I think that subject headings are pretty much useless, and that the addition of tables of contexts and terms from indexes would greatly enhance retrieval. For example, “Reading Lolita in Tehran” gets the heading “American literature — Study and teaching — Iran” — would anyone look for it there? It also gets “Women — Books and reading — Iran”. You’d have to already know the books exists to look there. Solnit’s book “Men Explain Things to Me” has the heading “Women — Social conditions — 21st century”. I have to stop myself now because I get so frustrated when I look at these headings and how useless they are. But you can see why researchers are so excited about full text indexing of books.
This is also very interesting. I certainly agree that in principle, more data (such as that provided by an index) is better than less. But it does make me wonder, where do index terms come from? Who decides whether a brief mention of an idea on page 320 warrants inclusion in an index? And will synonyms for that idea show up in the index?
And what about full-text indexing — is that something like e.g. Google Books, being able to do full-text searches on an entire work? We probably still have the synonyms problem (right?) but might we not also have the, for lack of a better word I’ll say “declensions” problem — different wordforms failing to be cross-indexed to one another?
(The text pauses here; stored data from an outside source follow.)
//! `gitlab_current_user`: the account the configured token belongs to.

use crate::client::{Client, read_error};
use labapi::User;
use reconcile::{CancelToken, DataSource, Result};
use serde::{Deserialize, Serialize};

pub const KIND: &str = "gitlab_current_user";

/// Takes no arguments.
#[derive(Debug, Clone, Default, Deserialize)]
pub struct CurrentUserQuery {}

pub struct CurrentUserLookup {
    client: Client,
}

impl CurrentUserLookup {
    pub fn new(client: Client) -> Self {
        Self { client }
    }
}

#[derive(Debug, Clone, Serialize)]
pub struct CurrentUser {
    pub id: i64,
    pub username: String,
    pub name: String,
    pub bot: bool,
    pub public_email: Option<String>,
    pub namespace_id: Option<i64>,
}

impl From<User> for CurrentUser {
    fn from(user: User) -> Self {
        Self {
            id: user.id,
            username: user.username,
            name: user.name,
            bot: user.bot,
            public_email: user.public_email,
            namespace_id: user.namespace_id,
        }
    }
}

impl DataSource for CurrentUserLookup {
    type Query = CurrentUserQuery;
    type Output = CurrentUser;

    fn kind(&self) -> &'static str {
        KIND
    }

    fn read(&self, _query: &CurrentUserQuery, cancel: &CancelToken) -> Result<CurrentUser> {
        cancel.check(format!("read {KIND}"))?;
        let user = self
            .client
            .api()
            .current_user()
            .map_err(|err| read_error(KIND, "self", err))?;
        Ok(user.into())
    }
}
There are probably dozens or even hundreds of experts in this sort of thing, but I am not one of them and now I’m curious.
There are some interesting projects involving using full-text indexing to provide subject access to library resources. It isn’t my area of expertise, but I attended a fascinating presentation by staff working on such a project at the Harvard Medical School. Here’s the link to the project website: https://osc.hul.harvard.edu/liblab/projects/automatic-subject-heading-extraction.
This is a late reply, but that was an intensely cool video, and a very cool project, too. Thanks for sharing it!